A method of forming device isolation structures in an embedded semiconductor device is disclosed. The method of forming device isolation structures comprises the steps of: providing a substrate having a first area in which ions are implanted; forming a first device isolation structure through partial oxidation in the first area; forming a first type well with deep junction by diffusing the ions in the first area; forming a second device isolation structure with a trench in a second area of the substrate; forming a first type well with shallow junction in peripheral regions of the second device isolation structure and a region between the first device isolation structure and the second device isolation structure; forming a second type well with shallow junction in peripheral regions of the first device isolation structure and a region of the second device isolation structure; and defining first and second type active regions on the substrate. Therefore, the present invention is applicable to fabrication of semiconductor devices requiring a fine pattern. In addition, the present invention can simplify processes of fabricating semiconductor devices because a well with deep junction is simultaneously formed during formation of the device isolation structures.

Description

    BACKGROUND OF THE INVENTION
  • 1. Field of the Invention [0001]
  • The present invention relates to a method of fabricating a semiconductor device and, more particularly, to a method of forming device isolation structures in an embedded semiconductor device. [0002]

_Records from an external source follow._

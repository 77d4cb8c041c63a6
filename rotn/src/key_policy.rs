//! Key policy abstraction: maps a key identifier and secret to a binding.

use crate::error::KeyPolicyError;
use crate::transform::Rotation;
use secrecy::{ExposeSecret, SecretString};

/// Reserved identifier for the system key.
pub const SYSTEM_KEY_ID: &str = "system";

/// Outcome of a successful policy check: which kind of key matched and the
/// transform parameter derived for it.
#[derive(Debug, Clone, Copy, PartialEq, Eq)]
pub enum KeyBinding {
    /// The reserved system key, authorized by its secret.
    System {
        /// Derived rotation
        rotation: Rotation,
    },
    /// A named user key. No secret is required.
    User {
        /// Derived rotation
        rotation: Rotation,
    },
}

impl KeyBinding {
    /// Returns the rotation derived for this binding.
    #[must_use]
    pub const fn rotation(self) -> Rotation {
        match self {
            Self::System { rotation } | Self::User { rotation } => rotation,
        }
    }

    /// Returns `true` for the system key.
    #[must_use]
    pub const fn is_system(self) -> bool {
        matches!(self, Self::System { .. })
    }
}

/// Resolves key identifiers to bindings.
///
/// Implementations must be thread-safe (`Send + Sync`): the host may
/// customize encryptors from several sessions at once.
///
/// # Example
///
/// ```rust,ignore
/// use rotn::key_policy::{KeyBinding, KeyPolicy};
///
/// struct VaultPolicy { /* client for an external secret store */ }
///
/// impl KeyPolicy for VaultPolicy {
///     fn resolve(&self, key_id: &str, secret: Option<&SecretString>)
///         -> Result<KeyBinding, KeyPolicyError> {
///         // Look the key up remotely, compare secrets, derive the parameter
///     }
/// }
/// ```
pub trait KeyPolicy: Send + Sync {
    /// Checks `key_id` and `secret` and returns the binding to use.
    ///
    /// # Errors
    ///
    /// Returns:
    /// - `KeyPolicyError::MissingKeyId` if `key_id` is empty
    /// - `KeyPolicyError::UnknownKeyId` if the policy does not know the key
    /// - `KeyPolicyError::MissingSecret` or `KeyPolicyError::SecretMismatch`
    ///   if the key requires a secret and the one supplied does not match
    fn resolve(
        &self,
        key_id: &str,
        secret: Option<&SecretString>,
    ) -> Result<KeyBinding, KeyPolicyError>;
}

/// Fixed in-process key table: the system key plus two user keys.
///
/// | key id   | secret                    | rotation |
/// |----------|---------------------------|----------|
/// | `system` | provisioned password      | 13       |
/// | `user1`  | ignored                   | 4        |
/// | `user2`  | ignored                   | 19       |
pub struct StaticKeyPolicy {
    system_password: SecretString,
}

impl StaticKeyPolicy {
    /// Password the default policy expects for the system key.
    pub const DEFAULT_SYSTEM_PASSWORD: &'static str = "system_password";

    const SYSTEM_ROTATION: Rotation = rotation(13);
    const USER_KEYS: [(&'static str, Rotation); 2] = [("user1", rotation(4)), ("user2", rotation(19))];

    /// Creates a policy with a custom system password.
    #[must_use]
    pub const fn new(system_password: SecretString) -> Self {
        Self { system_password }
    }
}

impl Default for StaticKeyPolicy {
    fn default() -> Self {
        Self::new(SecretString::new(Self::DEFAULT_SYSTEM_PASSWORD.to_string()))
    }
}

impl KeyPolicy for StaticKeyPolicy {
    fn resolve(
        &self,
        key_id: &str,
        secret: Option<&SecretString>,
    ) -> Result<KeyBinding, KeyPolicyError> {
        if key_id.is_empty() {
            return Err(KeyPolicyError::MissingKeyId);
        }

        if key_id == SYSTEM_KEY_ID {
            let secret =
                secret.ok_or_else(|| KeyPolicyError::MissingSecret(key_id.to_string()))?;
            if secret.expose_secret() != self.system_password.expose_secret() {
                return Err(KeyPolicyError::SecretMismatch(key_id.to_string()));
            }
            return Ok(KeyBinding::System { rotation: Self::SYSTEM_ROTATION });
        }

        Self::USER_KEYS
            .iter()
            .find(|(id, _)| *id == key_id)
            .map(|&(_, rotation)| KeyBinding::User { rotation })
            .ok_or_else(|| KeyPolicyError::UnknownKeyId(key_id.to_string()))
    }
}

const fn rotation(distance: u8) -> Rotation {
    match Rotation::new(distance) {
        Some(rotation) => rotation,
        None => panic!("rotation out of range"),
    }
}
//! Error types for `rotn` operations.

use std::fmt;

/// Main error type for `rotn` operations.
#[derive(Debug, thiserror::Error)]
pub enum Error {
    /// Unknown or missing key identifier, unknown encryptor name, or a
    /// malformed configuration.
    #[error("invalid argument: {0}")]
    InvalidArgument(String),

    /// Privileged key identifier presented with a missing or wrong secret.
    #[error("permission denied: {0}")]
    PermissionDenied(String),

    /// Destination buffer is smaller than the sizing contract requires.
    #[error("insufficient capacity: {required} bytes required, {available} available")]
    InsufficientCapacity {
        /// Bytes the operation needs to write
        required: usize,
        /// Capacity of the destination buffer
        available: usize,
    },

    /// Resource exhaustion while constructing an instance
    #[error("allocation failed")]
    AllocationFailure,

    /// Record is too short or otherwise malformed
    #[error("invalid envelope: {0}")]
    InvalidEnvelope(String),

    /// Integrity tag does not match the record body (data may be corrupted or tampered)
    #[error("integrity check failed: record may be corrupted or tampered")]
    IntegrityCheckFailed,

    /// Key store backend failed
    #[error("key store error: {0}")]
    KeyStore(KeyPolicyError),

    /// I/O operation failed
    #[error("I/O error: {0}")]
    Io(#[from] std::io::Error),
}

/// Coarse classification of an [`Error`], as seen by the host engine.
#[derive(Debug, Clone, Copy, PartialEq, Eq)]
pub enum ErrorKind {
    /// Bad configuration or input; supply a valid one.
    InvalidArgument,
    /// Authentication failure; the host must not open the resource.
    PermissionDenied,
    /// Host-side sizing contract violation.
    InsufficientCapacity,
    /// Resource exhaustion.
    AllocationFailure,
    /// Stored record failed to parse or verify.
    Corrupted,
    /// Key store or filesystem failure.
    Io,
}

impl ErrorKind {
    /// Whether repeating the same call could succeed.
    ///
    /// Nothing in this crate retries; every error is reported to the caller
    /// as-is and none of them resolve by repeating the identical request.
    #[must_use]
    pub const fn is_retryable(self) -> bool {
        false
    }
}

impl Error {
    /// Returns the classification of this error.
    #[must_use]
    pub const fn kind(&self) -> ErrorKind {
        match self {
            Self::InvalidArgument(_) => ErrorKind::InvalidArgument,
            Self::PermissionDenied(_) => ErrorKind::PermissionDenied,
            Self::InsufficientCapacity { .. } => ErrorKind::InsufficientCapacity,
            Self::AllocationFailure => ErrorKind::AllocationFailure,
            Self::InvalidEnvelope(_) | Self::IntegrityCheckFailed => ErrorKind::Corrupted,
            Self::KeyStore(_) | Self::Io(_) => ErrorKind::Io,
        }
    }
}

/// Errors specific to key policy resolution.
#[derive(Debug)]
pub enum KeyPolicyError {
    /// No key identifier was supplied
    MissingKeyId,

    /// Key identifier is not known to the policy
    UnknownKeyId(String),

    /// Key requires a secret and none was supplied
    MissingSecret(String),

    /// Supplied secret does not match the one provisioned for the key
    SecretMismatch(String),

    /// Key store content could not be interpreted
    Malformed(String),

    /// I/O operation failed
    Io(std::io::Error),
}

impl fmt::Display for KeyPolicyError {
    fn fmt(&self, f: &mut fmt::Formatter<'_>) -> fmt::Result {
        match self {
            Self::MissingKeyId => write!(f, "no key identifier supplied"),
            Self::UnknownKeyId(id) => write!(f, "unknown key identifier: {id}"),
            Self::MissingSecret(id) => write!(f, "secret required for key: {id}"),
            Self::SecretMismatch(id) => write!(f, "secret mismatch for key: {id}"),
            Self::Malformed(msg) => write!(f, "malformed key entry: {msg}"),
            Self::Io(err) => write!(f, "I/O error: {err}"),
        }
    }
}

impl std::error::Error for KeyPolicyError {
    fn source(&self) -> Option<&(dyn std::error::Error + 'static)> {
        match self {
            Self::Io(err) => Some(err),
            _ => None,
        }
    }
}

impl From<std::io::Error> for KeyPolicyError {
    fn from(err: std::io::Error) -> Self {
        Self::Io(err)
    }
}

impl From<KeyPolicyError> for Error {
    fn from(err: KeyPolicyError) -> Self {
        match err {
            KeyPolicyError::MissingKeyId | KeyPolicyError::UnknownKeyId(_) => {
                Self::InvalidArgument(err.to_string())
            }
            KeyPolicyError::MissingSecret(_) | KeyPolicyError::SecretMismatch(_) => {
                Self::PermissionDenied(err.to_string())
            }
            KeyPolicyError::Malformed(_) | KeyPolicyError::Io(_) => Self::KeyStore(err),
        }
    }
}

#[cfg(test)]
mod tests {
    use super::*;

    #[test]
    fn test_policy_errors_map_to_kinds() {
        let err = Error::from(KeyPolicyError::MissingKeyId);
        assert_eq!(err.kind(), ErrorKind::InvalidArgument);

        let err = Error::from(KeyPolicyError::UnknownKeyId("userbad".to_string()));
        assert_eq!(err.kind(), ErrorKind::InvalidArgument);
        assert!(err.to_string().contains("userbad"));

        let err = Error::from(KeyPolicyError::MissingSecret("system".to_string()));
        assert_eq!(err.kind(), ErrorKind::PermissionDenied);

        let err = Error::from(KeyPolicyError::SecretMismatch("system".to_string()));
        assert_eq!(err.kind(), ErrorKind::PermissionDenied);

        let io = std::io::Error::new(std::io::ErrorKind::NotFound, "gone");
        let err = Error::from(KeyPolicyError::from(io));
        assert!(matches!(err, Error::KeyStore(KeyPolicyError::Io(_))));
        assert_eq!(err.kind(), ErrorKind::Io);
    }

    #[test]
    fn test_capacity_error_display() {
        let err = Error::InsufficientCapacity { required: 25, available: 24 };
        assert_eq!(
            err.to_string(),
            "insufficient capacity: 25 bytes required, 24 available"
        );
        assert!(!err.kind().is_retryable());
    }

    #[test]
    fn test_key_policy_error_source() {
        use std::error::Error as _;

        let io = std::io::Error::new(std::io::ErrorKind::PermissionDenied, "denied");
        assert!(KeyPolicyError::Io(io).source().is_some());
        assert!(KeyPolicyError::MissingKeyId.source().is_none());
    }
}
//! Journey: escalation to the generation collaborator
//!
//! Covers when the orchestrator hands a query to the generator, what the
//! prompt carries, and how generator failures degrade.

use roster_core::{Engine, QueryKind, EMPTY_QUERY_MESSAGE, GENERATION_FALLBACK_MESSAGE};
use roster_e2e_tests::fixtures::{FailingGenerator, ScriptedGenerator, SlowGenerator, TestDataFactory};

fn loaded_engine() -> Engine {
    let engine = Engine::new();
    engine
        .initialize(TestDataFactory::staff_corpus())
        .expect("initialize");
    engine
}

#[tokio::test]
async fn unmatched_query_escalates_and_uses_generated_answer() {
    let engine = loaded_engine();
    let generator = ScriptedGenerator::new("Nobody here fits that, sorry.");

    let outcome = engine.search("underwater basket weaving").expect("search");
    assert_eq!(outcome.query_kind, QueryKind::FuzzySearch);
    assert!(outcome.should_escalate);

    let answer = engine.answer_with("underwater basket weaving", &generator).await;
    assert_eq!(answer, "Nobody here fits that, sorry.");

    let prompts = generator.prompts();
    assert_eq!(prompts.len(), 1);
    assert!(prompts[0].contains("underwater basket weaving"));
}

#[tokio::test]
async fn recommendation_query_escalates_with_corpus_context() {
    let engine = loaded_engine();
    let generator = ScriptedGenerator::new("I would suggest Aiko.");

    let outcome = engine.search("recommend a senior certified person").expect("search");
    assert!(outcome.should_escalate);
    assert!(!outcome.results.is_empty());

    let answer = engine
        .answer_with("recommend a senior certified person", &generator)
        .await;
    assert_eq!(answer, "I would suggest Aiko.");

    // General-question prompts embed the whole staff summary
    let prompts = generator.prompts();
    assert!(prompts[0].contains("Aiko Tanaka"));
    assert!(prompts[0].contains("Felix Garcia"));
    assert!(prompts[0].contains("Departments:"));
}

#[tokio::test]
async fn resolved_queries_never_touch_the_generator() {
    let engine = loaded_engine();
    let generator = ScriptedGenerator::new("should never be seen");

    for query in [
        "who knows Python?",
        "How many people are in Dev?",
        "what departments exist?",
        "who are our top performers?",
    ] {
        let answer = engine.answer_with(query, &generator).await;
        assert_ne!(answer, "should never be seen", "query {query:?} escalated");
    }
    assert_eq!(generator.call_count(), 0);
}

#[tokio::test]
async fn upstream_failure_degrades_to_fallback_message() {
    let engine = loaded_engine();
    let answer = engine
        .answer_with("underwater basket weaving", &FailingGenerator)
        .await;
    assert_eq!(answer, GENERATION_FALLBACK_MESSAGE);
}

#[tokio::test(start_paused = true)]
async fn generator_timeout_degrades_to_fallback_message() {
    let engine = loaded_engine();
    let answer = engine
        .answer_with("underwater basket weaving", &SlowGenerator)
        .await;
    assert_eq!(answer, GENERATION_FALLBACK_MESSAGE);
}

#[tokio::test]
async fn blank_query_is_answered_without_generation() {
    let engine = loaded_engine();
    let generator = ScriptedGenerator::new("unused");

    let answer = engine.answer_with("   ", &generator).await;
    assert_eq!(answer, EMPTY_QUERY_MESSAGE);
    assert_eq!(generator.call_count(), 0);
}

#[tokio::test]
async fn analytical_query_without_matching_statistic_escalates() {
    let engine = loaded_engine();
    let generator = ScriptedGenerator::new("Computed from the data.");

    // Analytical vocabulary, but no department/skill/experience statistic
    // applies, so the generator must compute the answer.
    let outcome = engine.search("what is the mean age of the staff").expect("search");
    assert_eq!(outcome.query_kind, QueryKind::Analytical);
    assert!(outcome.should_escalate);

    let answer = engine
        .answer_with("what is the mean age of the staff", &generator)
        .await;
    assert_eq!(answer, "Computed from the data.");
    assert!(generator.prompts()[0].contains("Staff data:"));
}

  • 2. Background of the Related Art [0003]
  • Among various types of semiconductor devices, there are a semiconductor memory device, which stores data in a memory cell and transfers the data to an external device, and a logic device, which processes the data inputted from the semiconductor memory device and is used for computers and home electronic appliances. [0004]
  • According to high-integration of semiconductor devices, it is required to set up various devices with different functions on a single chip. An example of such a semiconductor device is an embedded semiconductor device where a power device and a logic device are constructed on a single chip. In the embedded semiconductor device, high voltage is applied to an area including the power device and, therefore, devices on the area are isolated by a field oxide which is formed through partial oxidation, i.e., local oxidation of silicon (hereinafter referred to as “LOCOS”). Thus, the embedded semiconductor may employ the field oxide as a device isolation structure. [0005]
  • However, it is not easy to construct a fine pattern structure in the embedded semiconductor device employing the field oxide as a device isolation structure because even an area including the logic device is isolated by means of the field oxide. Thus, an embedded semiconductor device employing such a prior art cannot catch up with a recent trend requiring a design rule less than 0.3 μm. [0006]
  • As a prior art, Korean Patent No. 170728, Kim, discloses an isolating structure of a semiconductor device and a manufacturing method thereof. A method for manufacturing an isolating structure according to the above-mentioned Korean patent comprises the steps of forming a pattern on a semiconductor substrate having a cell region and a peripheral region to expose a nonactivation region; forming a field oxidation layer by oxidizing the exposed portion of the semiconductor substrate using the pattern as a mask; etching simultaneously the field oxidation layer in the cell and peripheral regions until the surface of the cell region is exposed; forming a trench by anisotropically etching the semiconductor substrate of the cell region; and forming an insulating layer on the inner wall of the trench. [0007]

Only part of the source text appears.